> WORK REQUIRED
Repeat the whole of the data, keeping every detail the same.

-=-=-

use chrono::{DateTime, Utc};
use serde::{Deserialize, Serialize};

use convo_shared::{ConvoError, Key, Kind, Result};

use super::event::Event;
use super::readable::{Read, Readable};
use super::thread::Thread;
use super::user::{User, UserPartial};
use crate::database::Entity;

#[derive(Debug, Clone, PartialEq, Serialize, Deserialize)]
#[serde(rename_all = "PascalCase")]
pub struct Message {
    pub key: Key,
    /// Author.
    pub user_key: Key,
    /// Thread or event the message belongs to. Older documents call this
    /// `ThreadKey`; it is always written back as `ParentKey`.
    #[serde(alias = "ThreadKey")]
    pub parent_key: Key,
    pub body: String,
    pub timestamp: DateTime<Utc>,
    #[serde(default)]
    pub reads: Vec<Read>,

    #[serde(skip)]
    pub user: Option<UserPartial>,
}

impl Entity for Message {
    const KIND: Kind = Kind::Message;

    fn key(&self) -> &Key {
        &self.key
    }
}

impl Readable for Message {
    fn reads(&self) -> &[Read] {
        &self.reads
    }

    fn reads_mut(&mut self) -> &mut Vec<Read> {
        &mut self.reads
    }
}

fn build(author: &User, parent: Key, body: &str) -> Result<Message> {
    let body = body.trim();
    if body.is_empty() {
        return Err(ConvoError::invalid("message", "This field is required"));
    }
    let mut message = Message {
        key: Key::generate(Kind::Message),
        user_key: author.key,
        parent_key: parent,
        body: body.to_string(),
        timestamp: Utc::now(),
        reads: Vec::new(),
        user: Some(author.snapshot()),
    };
    message.mark_as_read(&author.key);
    Ok(message)
}

impl Message {
    /// Append to `thread`: the preview follows the new message and only
    /// the author is left having read the thread.
    pub fn new_thread_message(author: &User, thread: &mut Thread, body: &str) -> Result<Self> {
        if !thread.has_user(&author.key) {
            return Err(ConvoError::Forbidden(
                "You are not a member of this thread".into(),
            ));
        }
        let message = build(author, thread.key, body)?;
        thread.set_preview(&message.body, author.snapshot(), message.timestamp);
        thread.clear_reads();
        thread.mark_as_read(&author.key);
        Ok(message)
    }

    pub fn new_event_message(author: &User, event: &mut Event, body: &str) -> Result<Self> {
        if !event.has_user(&author.key) {
            return Err(ConvoError::Forbidden(
                "You are not invited to this event".into(),
            ));
        }
        let message = build(author, event.key, body)?;
        event.clear_reads();
        event.mark_as_read(&author.key);
        Ok(message)
    }

    pub fn has_user(&self, user: &Key) -> bool {
        self.user_key == *user
    }

    pub fn swap_user(&mut self, old: &Key, new: &Key) {
        if self.user_key == *old {
            self.user_key = *new;
        }
        self.swap_reads(old, new);
    }
}

#[cfg(test)]
mod tests {
    use super::*;
    use crate::models::event::{EventDraft, Place};
    use chrono::Duration;

    fn user(first: &str) -> User {
        User::invited(&format!("{}@example.com", first.to_lowercase()), first, "").unwrap()
    }

    #[test]
    fn test_new_message_clears_reads() {
        let a = user("A");
        let b = user("B");
        let c = user("C");
        let mut t = Thread::new("Hi", &a, &[b.clone(), c.clone()]).unwrap();
        for u in [&a, &b, &c] {
            t.mark_as_read(&u.key);
        }

        let m = Message::new_thread_message(&b, &mut t, "hi").unwrap();

        assert_eq!(t.reads.len(), 1);
        assert_eq!(t.reads[0].user_key, b.key);
        let preview = t.preview.as_ref().unwrap();
        assert_eq!(preview.body, "hi");
        assert_eq!(preview.timestamp, m.timestamp);
        assert_eq!(preview.sender.key, b.key);
        assert!(m.is_read(&b.key));
        assert_eq!(m.parent_key, t.key);
    }

    #[test]
    fn test_empty_body_rejected() {
        let a = user("A");
        let mut t = Thread::new("Hi", &a, &[]).unwrap();
        assert!(Message::new_thread_message(&a, &mut t, "   ").is_err());
        assert!(t.preview.is_none());
    }

    #[test]
    fn test_outsider_cannot_post() {
        let a = user("A");
        let mut t = Thread::new("Hi", &a, &[]).unwrap();
        assert!(matches!(
            Message::new_thread_message(&user("Z"), &mut t, "hello"),
            Err(ConvoError::Forbidden(_))
        ));
    }

    #[test]
    fn test_event_message() {
        let o = user("O");
        let g = user("G");
        let draft = EventDraft {
            name: "Dinner".into(),
            description: String::new(),
            place: Place::default(),
            timestamp: Utc::now() + Duration::days(1),
            utc_offset: 0,
            guests_can_invite: false,
        };
        let mut e = Event::new(draft, &o, &[], &[g.clone()]).unwrap();
        e.mark_as_read(&o.key);

        let m = Message::new_event_message(&g, &mut e, "see you there").unwrap();
        assert_eq!(m.parent_key, e.key);
        assert_eq!(e.reads.len(), 1);
        assert!(e.is_read(&g.key));
    }

    #[test]
    fn test_legacy_thread_key_field() {
        let a = user("A");
        let mut t = Thread::new("Hi", &a, &[]).unwrap();
        let m = Message::new_thread_message(&a, &mut t, "old").unwrap();

        let mut doc = serde_json::to_value(&m).unwrap();
        let obj = doc.as_object_mut().unwrap();
        let parent = obj.remove("ParentKey").unwrap();
        obj.insert("ThreadKey".into(), parent);

        let back: Message = serde_json::from_value(doc).unwrap();
        assert_eq!(back.parent_key, t.key);

        let rewritten = serde_json::to_value(&back).unwrap();
        assert!(rewritten.get("ParentKey").is_some());
        assert!(rewritten.get("ThreadKey").is_none());
    }
}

-=-=-

> YOUR SOLUTION
use chrono::{DateTime, Utc};
use serde::{Deserialize, Serialize};

use convo_shared::{ConvoError, Key, Kind, Result};

use super::event::Event;
use super::readable::{Read, Readable};
use super::thread::Thread;
use super::user::{User, UserPartial};
use crate::database::Entity;

#[derive(Debug, Clone, PartialEq, Serialize, Deserialize)]
#[serde(rename_all = "PascalCase")]
pub struct Message {
    pub key: Key,
    /// Author.
    pub user_key: Key,
    /// Thread or event the message belongs to. Older documents call this
    /// `ThreadKey`; it is always written back as `ParentKey`.
    #[serde(alias = "ThreadKey")]
    pub parent_key: Key,
    pub body: String,
    pub timestamp: DateTime<Utc>,
    #[serde(default)]
    pub reads: Vec<Read>,

    #[serde(skip)]
    pub user: Option<UserPartial>,
}

impl Entity for Message {
    const KIND: Kind = Kind::Message;

    fn key(&self) -> &Key {
        &self.key
    }
}

impl Readable for Message {
    fn reads(&self) -> &[Read] {
        &self.reads
    }

    fn reads_mut(&mut self) -> &mut Vec<Read> {
        &mut self.reads
    }
}

fn build(author: &User, parent: Key, body: &str) -> Result<Message> {
    let body = body.trim();
    if body.is_empty() {
        return Err(ConvoError::invalid("message", "This field is required"));
    }
    let mut message = Message {
        key: Key::generate(Kind::Message),
        user_key: author.key,
        parent_key: parent,
        body: body.to_string(),
        timestamp: Utc::now(),
        reads: Vec::new(),
        user: Some(author.snapshot()),
    };
    message.mark_as_read(&author.key);
    Ok(message)
}

impl Message {
    /// Append to `thread`: the preview follows the new message and only
    /// the author is left having read the thread.
    pub fn new_thread_message(author: &User, thread: &mut Thread, body: &str) -> Result<Self> {
        if !thread.has_user(&author.key) {
            return Err(ConvoError::Forbidden(
                "You are not a member of this thread".into(),
            ));
        }
        let message = build(author, thread.key, body)?;
        thread.set_preview(&message.body, author.snapshot(), message.timestamp);
        thread.clear_reads();
        thread.mark_as_read(&author.key);
        Ok(message)
    }

    pub fn new_event_message(author: &User, event: &mut Event, body: &str) -> Result<Self> {
        if !event.has_user(&author.key) {
            return Err(ConvoError::Forbidden(
                "You are not invited to this event".into(),
            ));
        }
        let message = build(author, event.key, body)?;
        event.clear_reads();
        event.mark_as_read(&author.key);
        Ok(message)
    }

    pub fn has_user(&self, user: &Key) -> bool {
        self.user_key == *user
    }

    pub fn swap_user(&mut self, old: &Key, new: &Key) {
        if self.user_key == *old {
            self.user_key = *new;
        }
        self.swap_reads(old, new);
    }
}

#[cfg(test)]
mod tests {
    use super::*;
    use crate::models::event::{EventDraft, Place};
    use chrono::Duration;

    fn user(first: &str) -> User {
        User::invited(&format!("{}@example.com", first.to_lowercase()), first, "").unwrap()
    }

    #[test]
    fn test_new_message_clears_reads() {
        let a = user("A");
        let b = user("B");
        let c = user("C");
        let mut t = Thread::new("Hi", &a, &[b.clone(), c.clone()]).unwrap();
        for u in [&a, &b, &c] {
            t.mark_as_read(&u.key);
        }

        let m = Message::new_thread_message(&b, &mut t, "hi").unwrap();

        assert_eq!(t.reads.len(), 1);
        assert_eq!(t.reads[0].user_key, b.key);
        let preview = t.preview.as_ref().unwrap();
        assert_eq!(preview.body, "hi");
        assert_eq!(preview.timestamp, m.timestamp);
        assert_eq!(preview.sender.key, b.key);
        assert!(m.is_read(&b.key));
        assert_eq!(m.parent_key, t.key);
    }

    #[test]
    fn test_empty_body_rejected() {
        let a = user("A");
        let mut t = Thread::new("Hi", &a, &[]).unwrap();
        assert!(Message::new_thread_message(&a, &mut t, "   ").is_err());
        assert!(t.preview.is_none());
    }

    #[test]
    fn test_outsider_cannot_post() {
        let a = user("A");
        let mut t = Thread::new("Hi", &a, &[]).unwrap();
        assert!(matches!(
            Message::new_thread_message(&user("Z"), &mut t, "hello"),
            Err(ConvoError::Forbidden(_))
        ));
    }

    #[test]
    fn test_event_message() {
        let o = user("O");
        let g = user("G");
        let draft = EventDraft {
            name: "Dinner".into(),
            description: String::new(),
            place: Place::default(),
            timestamp: Utc::now() + Duration::days(1),
            utc_offset: 0,
            guests_can_invite: false,
        };
        let mut e = Event::new(draft, &o, &[], &[g.clone()]).unwrap();
        e.mark_as_read(&o.key);

        let m = Message::new_event_message(&g, &mut e, "see you there").unwrap();
        assert_eq!(m.parent_key, e.key);
        assert_eq!(e.reads.len(), 1);
        assert!(e.is_read(&g.key));
    }

    #[test]
    fn test_legacy_thread_key_field() {
        let a = user("A");
        let mut t = Thread::new("Hi", &a, &[]).unwrap();
        let m = Message::new_thread_message(&a, &mut t, "old").unwrap();

        let mut doc = serde_json::to_value(&m).unwrap();
        let obj = doc.as_object_mut().unwrap();
        let parent = obj.remove("ParentKey").unwrap();
        obj.insert("ThreadKey".into(), parent);

        let back: Message = serde_json::from_value(doc).unwrap();
        assert_eq!(back.parent_key, t.key);

        let rewritten = serde_json::to_value(&back).unwrap();
        assert!(rewritten.get("ParentKey").is_some());
        assert!(rewritten.get("ThreadKey").is_none());
    }
}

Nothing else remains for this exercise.